Sensor data enables measurement of physical processes with a level of precision and frequency that would be difficult through manual observation.

Examples include:

monitoring machine performance in real time
tracking delivery routes and delays
measuring patient vital signs
detecting environmental anomalies

Common Problems

Sensor and IoT data can suffer from:

device failure
calibration drift
intermittent connectivity
power loss
missing intervals
measurement noise
inconsistent firmware behavior
unit inconsistencies across devices

Example

A temperature reading of 85 may be valid, suspicious, or meaningless depending on whether the unit is Celsius or Fahrenheit, whether the sensor is indoors or outdoors, and whether the device was recently recalibrated.

Analyst Guidance

For sensor data, confirm:

measurement units
sampling frequency
device identifiers
calibration procedures
timezone handling
expected operating ranges
maintenance events that may affect readings

Experimental Data

Experimental data is produced when conditions are deliberately varied to measure causal effects. This type of data is common in scientific research, product experimentation, marketing testing, operations improvement, and policy evaluation.

Examples

A/B tests
randomized controlled trials
pricing experiments
email subject-line tests
process improvement trials
clinical experiments

Key Feature

The defining feature of experimental data is that the researcher or organization actively assigns treatments, conditions, or interventions rather than merely observing what happens naturally.

Why It Matters

Experiments help answer causal questions such as:

Did the new onboarding flow improve activation?
Did the promotion increase sales?
Did the training program improve performance?

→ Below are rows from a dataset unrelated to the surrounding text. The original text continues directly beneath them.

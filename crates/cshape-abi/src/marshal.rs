//! Value marshaler.
//!
//! Converts one managed value into its native representation for a given
//! [`MarshalKind`] at the moment a native call is made, and numeric native
//! values back. Integers are sign- or zero-extended according to the source
//! type and never narrowed. Text gets exactly one terminating NUL and must not
//! contain one already. Byte views carry an explicit length. Handles pass
//! their native address through verbatim once the tracker confirms they are
//! live.

use std::ffi::{CString, c_void};
use std::ptr;

use cshape_core::{MarshalKind, NumWidth, SourceType};
use cshape_membrane::{Handle, OwnershipTracker, ResourceClass};

use crate::error::BindError;

// ---------------------------------------------------------------------------
// Managed values
// ---------------------------------------------------------------------------

/// Writable location handed to an output directive.
#[derive(Debug)]
pub enum OutRef<'a> {
    I8(&'a mut i8),
    I16(&'a mut i16),
    I32(&'a mut i32),
    I64(&'a mut i64),
    U8(&'a mut u8),
    U16(&'a mut u16),
    U32(&'a mut u32),
    U64(&'a mut u64),
    F32(&'a mut f32),
    F64(&'a mut f64),
}

impl OutRef<'_> {
    /// Static type of the referent.
    #[must_use]
    pub fn referent_type(&self) -> SourceType {
        match self {
            Self::I8(_) => SourceType::int(true, NumWidth::W8),
            Self::I16(_) => SourceType::int(true, NumWidth::W16),
            Self::I32(_) => SourceType::int(true, NumWidth::W32),
            Self::I64(_) => SourceType::int(true, NumWidth::W64),
            Self::U8(_) => SourceType::int(false, NumWidth::W8),
            Self::U16(_) => SourceType::int(false, NumWidth::W16),
            Self::U32(_) => SourceType::int(false, NumWidth::W32),
            Self::U64(_) => SourceType::int(false, NumWidth::W64),
            Self::F32(_) => SourceType::Float(NumWidth::W32),
            Self::F64(_) => SourceType::Float(NumWidth::W64),
        }
    }

    fn as_mut_ptr(&mut self) -> *mut c_void {
        match self {
            Self::I8(r) => ptr::addr_of_mut!(**r).cast(),
            Self::I16(r) => ptr::addr_of_mut!(**r).cast(),
            Self::I32(r) => ptr::addr_of_mut!(**r).cast(),
            Self::I64(r) => ptr::addr_of_mut!(**r).cast(),
            Self::U8(r) => ptr::addr_of_mut!(**r).cast(),
            Self::U16(r) => ptr::addr_of_mut!(**r).cast(),
            Self::U32(r) => ptr::addr_of_mut!(**r).cast(),
            Self::U64(r) => ptr::addr_of_mut!(**r).cast(),
            Self::F32(r) => ptr::addr_of_mut!(**r).cast(),
            Self::F64(r) => ptr::addr_of_mut!(**r).cast(),
        }
    }

    /// Store an integer count, refusing values the referent cannot hold.
    pub fn store_count(&mut self, count: usize) -> Result<(), BindError> {
        let target = self
            .referent_type()
            .marshal_kind()
            .unwrap_or(MarshalKind::Void);
        let narrowing = move || BindError::NarrowingRejected {
            actual: SourceType::int(false, NumWidth::W64),
            target,
        };
        macro_rules! store {
            ($r:expr) => {
                match count.try_into() {
                    Ok(v) => {
                        **$r = v;
                        Ok(())
                    }
                    Err(_) => Err(narrowing()),
                }
            };
        }
        match self {
            Self::I8(r) => store!(r),
            Self::I16(r) => store!(r),
            Self::I32(r) => store!(r),
            Self::I64(r) => store!(r),
            Self::U8(r) => store!(r),
            Self::U16(r) => store!(r),
            Self::U32(r) => store!(r),
            Self::U64(r) => store!(r),
            Self::F32(_) | Self::F64(_) => Err(narrowing()),
        }
    }
}

/// A managed argument value.
#[derive(Debug)]
pub enum Value<'a> {
    I8(i8),
    I16(i16),
    I32(i32),
    I64(i64),
    U8(u8),
    U16(u16),
    U32(u32),
    U64(u64),
    F32(f32),
    F64(f64),
    Text(&'a str),
    /// Read-only byte view.
    Bytes(&'a [u8]),
    /// Writable byte buffer.
    BytesMut(&'a mut [u8]),
    Handle(Handle),
    Null,
    Out(OutRef<'a>),
}

impl Value<'_> {
    /// Static type this value presents to the call-site matcher.
    #[must_use]
    pub fn source_type(&self) -> SourceType {
        match self {
            Self::I8(_) => SourceType::int(true, NumWidth::W8),
            Self::I16(_) => SourceType::int(true, NumWidth::W16),
            Self::I32(_) => SourceType::int(true, NumWidth::W32),
            Self::I64(_) => SourceType::int(true, NumWidth::W64),
            Self::U8(_) => SourceType::int(false, NumWidth::W8),
            Self::U16(_) => SourceType::int(false, NumWidth::W16),
            Self::U32(_) => SourceType::int(false, NumWidth::W32),
            Self::U64(_) => SourceType::int(false, NumWidth::W64),
            Self::F32(_) => SourceType::Float(NumWidth::W32),
            Self::F64(_) => SourceType::Float(NumWidth::W64),
            Self::Text(_) => SourceType::Text,
            Self::Bytes(_) | Self::BytesMut(_) => SourceType::Bytes,
            Self::Handle(h) => SourceType::Handle(h.class),
            Self::Null => SourceType::Null,
            Self::Out(r) => SourceType::reference(r.referent_type()),
        }
    }

    /// Integer payload as `(sign-extended bits, width, signed)`.
    fn integer(&self) -> Option<(u64, NumWidth, bool)> {
        Some(match *self {
            Self::I8(v) => (i64::from(v) as u64, NumWidth::W8, true),
            Self::I16(v) => (i64::from(v) as u64, NumWidth::W16, true),
            Self::I32(v) => (i64::from(v) as u64, NumWidth::W32, true),
            Self::I64(v) => (v as u64, NumWidth::W64, true),
            Self::U8(v) => (u64::from(v), NumWidth::W8, false),
            Self::U16(v) => (u64::from(v), NumWidth::W16, false),
            Self::U32(v) => (u64::from(v), NumWidth::W32, false),
            Self::U64(v) => (v, NumWidth::W64, false),
            _ => return None,
        })
    }
}

// ---------------------------------------------------------------------------
// Native representations
// ---------------------------------------------------------------------------

/// A value in native form, ready to be passed across the boundary.
#[derive(Debug, Clone, Copy, PartialEq, Eq)]
pub enum NativeArg {
    /// Integer extended to 64 bits; `width` is the native parameter width.
    Int {
        bits: u64,
        width: NumWidth,
        signed: bool,
    },
    /// IEEE-754 bit pattern of the given width.
    Float { bits: u64, width: NumWidth },
    Ptr(usize),
    View { addr: usize, len: usize },
}

/// Per-call marshaling state. Owns the NUL-terminated copies of text
/// arguments until the native call returns.
pub struct CallFrame<'t> {
    tracker: &'t OwnershipTracker,
    texts: Vec<CString>,
}

impl<'t> CallFrame<'t> {
    #[must_use]
    pub fn new(tracker: &'t OwnershipTracker) -> Self {
        Self {
            tracker,
            texts: Vec::new(),
        }
    }

    /// Convert `value` into the native representation of `kind`.
    pub fn marshal(&mut self, value: &mut Value<'_>, kind: MarshalKind) -> Result<NativeArg, BindError> {
        let mismatch = |value: &Value<'_>| BindError::KindMismatch {
            expected: kind,
            actual: value.source_type(),
        };

        match kind {
            MarshalKind::SignedInt(width) | MarshalKind::UnsignedInt(width) => {
                let Some((bits, from, signed)) = value.integer() else {
                    return Err(mismatch(value));
                };
                let from_kind = if signed {
                    MarshalKind::SignedInt(from)
                } else {
                    MarshalKind::UnsignedInt(from)
                };
                if !kind.compatible(from_kind) {
                    return Err(BindError::NarrowingRejected {
                        actual: value.source_type(),
                        target: kind,
                    });
                }
                Ok(NativeArg::Int {
                    bits,
                    width,
                    signed: matches!(kind, MarshalKind::SignedInt(_)),
                })
            }
            MarshalKind::Float(width) => match (&*value, width) {
                (Value::F32(v), NumWidth::W32) => Ok(NativeArg::Float {
                    bits: u64::from(v.to_bits()),
                    width,
                }),
                (Value::F32(v), NumWidth::W64) => Ok(NativeArg::Float {
                    bits: f64::from(*v).to_bits(),
                    width,
                }),
                (Value::F64(v), NumWidth::W64) => Ok(NativeArg::Float {
                    bits: v.to_bits(),
                    width,
                }),
                (Value::F64(_), _) => Err(BindError::NarrowingRejected {
                    actual: value.source_type(),
                    target: kind,
                }),
                _ => Err(mismatch(value)),
            },
            MarshalKind::Text => match value {
                Value::Text(text) => {
                    let ptr = self.push_text(text)?;
                    Ok(NativeArg::Ptr(ptr))
                }
                _ => Err(mismatch(value)),
            },
            MarshalKind::ByteView => match value {
                Value::Bytes(bytes) => Ok(NativeArg::View {
                    addr: bytes.as_ptr() as usize,
                    len: bytes.len(),
                }),
                Value::BytesMut(bytes) => Ok(NativeArg::View {
                    addr: bytes.as_mut_ptr() as usize,
                    len: bytes.len(),
                }),
                Value::Handle(h) if h.class == ResourceClass::HeapBlock => {
                    let record = self.tracker.check_live(*h)?;
                    Ok(NativeArg::View {
                        addr: record.handle.addr,
                        len: record.len.unwrap_or(0),
                    })
                }
                _ => Err(mismatch(value)),
            },
            MarshalKind::Handle(class) => match value {
                Value::Handle(h) if h.class == class => {
                    let record = self.tracker.check_live(*h)?;
                    Ok(NativeArg::Ptr(record.handle.addr))
                }
                Value::Null => Ok(NativeArg::Ptr(0)),
                _ => Err(mismatch(value)),
            },
            MarshalKind::FnPtr | MarshalKind::Void => Err(mismatch(value)),
        }
    }

    /// Marshal a writable location for an output directive.
    pub fn marshal_out(&mut self, value: &mut Value<'_>, want: &SourceType) -> Result<NativeArg, BindError> {
        match value {
            Value::Out(r) if SourceType::reference(r.referent_type()) == *want => {
                Ok(NativeArg::Ptr(r.as_mut_ptr() as usize))
            }
            Value::BytesMut(bytes) if *want == SourceType::Bytes => Ok(NativeArg::View {
                addr: bytes.as_mut_ptr() as usize,
                len: bytes.len(),
            }),
            _ => Err(BindError::KindMismatch {
                expected: want.marshal_kind().unwrap_or(MarshalKind::ByteView),
                actual: value.source_type(),
            }),
        }
    }

    /// Keep a NUL-terminated copy of `text` alive for the call.
    pub fn push_text(&mut self, text: &str) -> Result<usize, BindError> {
        let owned = c_text(text)?;
        let ptr = owned.as_ptr() as usize;
        self.texts.push(owned);
        Ok(ptr)
    }

    #[must_use]
    pub fn tracker(&self) -> &'t OwnershipTracker {
        self.tracker
    }
}

/// NUL-terminated copy of `text`, refusing interior NULs.
pub fn c_text(text: &str) -> Result<CString, BindError> {
    CString::new(text).map_err(|e| BindError::EmbeddedNulInText {
        position: e.nul_position(),
    })
}

/// Convert a numeric native value back into a managed value of `kind`.
///
/// The reverse direction may narrow, but only when the value is exactly
/// representable; anything else is refused.
pub fn unmarshal(native: NativeArg, kind: MarshalKind) -> Result<Value<'static>, BindError> {
    let refuse = |actual: SourceType| BindError::NarrowingRejected {
        actual,
        target: kind,
    };
    match (native, kind) {
        (NativeArg::Int { bits, width, signed }, MarshalKind::SignedInt(to)) => {
            let actual = SourceType::int(signed, width);
            if !signed && width == NumWidth::W64 && bits > i64::MAX as u64 {
                return Err(refuse(actual));
            }
            let v = bits as i64;
            Ok(match to {
                NumWidth::W8 => Value::I8(i8::try_from(v).map_err(|_| refuse(actual))?),
                NumWidth::W16 => Value::I16(i16::try_from(v).map_err(|_| refuse(actual))?),
                NumWidth::W32 => Value::I32(i32::try_from(v).map_err(|_| refuse(actual))?),
                NumWidth::W64 => Value::I64(v),
            })
        }
        (NativeArg::Int { bits, width, signed }, MarshalKind::UnsignedInt(to)) => {
            let actual = SourceType::int(signed, width);
            if signed && (bits as i64) < 0 {
                return Err(refuse(actual));
            }
            Ok(match to {
                NumWidth::W8 => Value::U8(u8::try_from(bits).map_err(|_| refuse(actual))?),
                NumWidth::W16 => Value::U16(u16::try_from(bits).map_err(|_| refuse(actual))?),
                NumWidth::W32 => Value::U32(u32::try_from(bits).map_err(|_| refuse(actual))?),
                NumWidth::W64 => Value::U64(bits),
            })
        }
        (NativeArg::Float { bits, width }, MarshalKind::Float(to)) => {
            let actual = SourceType::Float(width);
            match (width, to) {
                (NumWidth::W32, NumWidth::W32) => Ok(Value::F32(f32::from_bits(bits as u32))),
                (NumWidth::W32, NumWidth::W64) => {
                    Ok(Value::F64(f64::from(f32::from_bits(bits as u32))))
                }
                (NumWidth::W64, NumWidth::W64) => Ok(Value::F64(f64::from_bits(bits))),
                (NumWidth::W64, NumWidth::W32) => {
                    let wide = f64::from_bits(bits);
                    let narrow = wide as f32;
                    if f64::from(narrow) == wide || wide.is_nan() {
                        Ok(Value::F32(narrow))
                    } else {
                        Err(refuse(actual))
                    }
                }
                _ => Err(refuse(actual)),
            }
        }
        (NativeArg::Int { width, signed, .. }, _) => Err(BindError::KindMismatch {
            expected: kind,
            actual: SourceType::int(signed, width),
        }),
        (NativeArg::Float { width, .. }, _) => Err(BindError::KindMismatch {
            expected: kind,
            actual: SourceType::Float(width),
        }),
        (NativeArg::Ptr(_) | NativeArg::View { .. }, _) => Err(BindError::KindMismatch {
            expected: kind,
            actual: SourceType::Bytes,
        }),
    }
}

This is different from observational analysis, which often identifies associations but cannot as easily isolate cause and effect.

Components of Experimental Data

Experimental datasets often include:

subject or unit ID
treatment assignment
control condition
outcome measures
pre-treatment variables
timestamps
exposure indicators
eligibility criteria

Common Risks

Even experiments can fail or mislead when there is:

poor randomization
sample imbalance
contamination between groups
noncompliance
attrition
small sample size
measurement errors
premature stopping

Analyst Guidance

When analyzing experimental data, verify:

unit of randomization
assignment method
treatment and control definitions
exposure logging
exclusion rules
experiment start and stop dates
whether outcomes were predefined

Manual Data Entry Issues

Not all data is captured automatically. Many important datasets still depend on humans typing values into forms, spreadsheets, or operational systems.

Common Contexts

customer service notes
CRM updates
reimbursement forms
inventory adjustments
medical coding
compliance records
spreadsheet-based reporting
case management systems

Frequent Errors

Manual entry introduces predictable problems:

typos
inconsistent spelling
missing values
incorrect dates
wrong units
duplicated records
free-text variation
copy-paste mistakes
default values left unchanged

Standardization Problems

One user may enter “United States,” another “USA,” and another “US.” One may enter phone numbers with country codes and another without. Dates may appear in multiple formats. Product names may be abbreviated inconsistently.

These inconsistencies complicate grouping, joining, and reporting.

Incentive and Process Effects

Manual entry errors are not just individual mistakes. They often reflect process design:

fields may be unclear
users may be rushed
validation rules may be weak
training may be inconsistent
certain fields may not be important to the person entering the data

If a salesperson sees a field as bureaucratic rather than useful, completion quality may be poor even if the field is technically required.

Analyst Guidance

When working with manually entered data:

profile categorical values for inconsistencies
examine null rates by field and team
look for out-of-range values
standardize formats before analysis
identify which fields are system-enforced versus optional
understand who enters the data and why

Sampling and Observational Limitations

Not all data represents the full population of interest. Many datasets are samples, partial records, or observational traces shaped by who or what was measured.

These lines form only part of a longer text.